For a syntax-directed relation like ours — where the form of e alone
decides which rule applies — inducting on the expression and inducting on the derivation are
interchangeable, and people say "structural induction on e" out of habit. The
two genuinely part ways when a relation is not syntax-directed: think of a subtyping relation with
a free-floating transitivity rule \frac{\tau_1 \le \tau_2\ \ \tau_2 \le \tau_3}{\tau_1 \le \tau_3},
whose conclusion mentions a type \tau_2 that does not appear in it, or a
reflexive-transitive closure like multi-step reduction e \to^{*} e'. There is
no single "smaller expression" to recurse on — but there is always a smaller
sub-derivation. That is why the seasoned semanticist reaches for rule induction
by default: it works uniformly, syntax-directed or not, because it is induction on the one thing that is
always inductively built — the proof tree. Harper's PFPL makes exactly this its
workhorse; Pierce's TAPL uses it for every soundness proof.

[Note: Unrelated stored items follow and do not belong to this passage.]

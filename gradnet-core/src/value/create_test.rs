#[cfg(test)]
mod tests {
    use crate::device::StorageDevice;
    use crate::types::DType;
    use crate::value::{full, ones, ones_like, rand_with_rng, randn_with_rng, zeros, zeros_like, Value};
    use rand::rngs::StdRng;
    use rand::SeedableRng;

    #[test]
    fn test_zeros_ones_full() {
        let z = zeros(&[2, 3], DType::F32).unwrap();
        assert_eq!(z.shape(), &[2, 3]);
        assert_eq!(z.dtype(), Some(DType::F32));
        assert!(z.to_vec_f64().unwrap().iter().all(|&x| x == 0.0));

        let o = ones(&[4], DType::F64).unwrap();
        assert!(o.to_vec_f64().unwrap().iter().all(|&x| x == 1.0));

        let f = full(&[3, 1, 2], 42.5, DType::F32).unwrap();
        assert_eq!(f.numel(), 6);
        assert!(f.to_vec_f32().unwrap().iter().all(|&x| x == 42.5));
    }

    #[test]
    fn test_like_constructors_follow_device_and_dtype() {
        let src = Value::from_vec_f64(vec![1.0, 2.0], vec![2])
            .unwrap()
            .to_device(StorageDevice::GPU)
            .unwrap();
        let z = zeros_like(&src).unwrap();
        let o = ones_like(&src).unwrap();
        assert_eq!(z.device(), Some(StorageDevice::GPU));
        assert_eq!(o.dtype(), Some(DType::F64));
        assert_eq!(o.to_vec_f64().unwrap(), vec![1.0, 1.0]);
        assert!(zeros_like(&Value::empty()).is_err());
    }

    #[test]
    fn test_random_creation_is_reproducible_with_seeded_rng() {
        let a = randn_with_rng(&mut StdRng::seed_from_u64(7), &[3, 4], DType::F32).unwrap();
        let b = randn_with_rng(&mut StdRng::seed_from_u64(7), &[3, 4], DType::F32).unwrap();
        assert_eq!(a.to_vec_f64().unwrap(), b.to_vec_f64().unwrap());

        let u = rand_with_rng(&mut StdRng::seed_from_u64(1), &[100], DType::F64).unwrap();
        assert!(u.to_vec_f64().unwrap().iter().all(|&x| (0.0..1.0).contains(&x)));
    }
}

The most dangerous mistake in an induction proof is to strengthen the wrong quantifier —
to state the induction hypothesis too weakly. In the determinism proof, notice P
quantified over all v' ("for all v', if
e \Downarrow v' then v = v'"). Had we fixed a single
v' before the induction, the hypothesis handed to us in the (E-Add) case would
have been about the wrong value and the proof would stall. Rule of thumb: put every
universally-quantified variable that varies across the induction inside P,
before you start. A slightly stronger, correctly-quantified statement is often easier to prove —
the paradox of "generalising the induction hypothesis".
A second trap: applying the induction hypothesis to something that is not smaller. The IH is only
licensed on the immediate sub-derivations (the premises of the last rule). Reaching for
P on the whole judgement you are trying to prove, or on a sibling that is not a
premise, is circular — it "proves" false things. Every legitimate appeal to the IH must point at a
strictly smaller derivation, and if you cannot identify which one, you do not yet have a proof.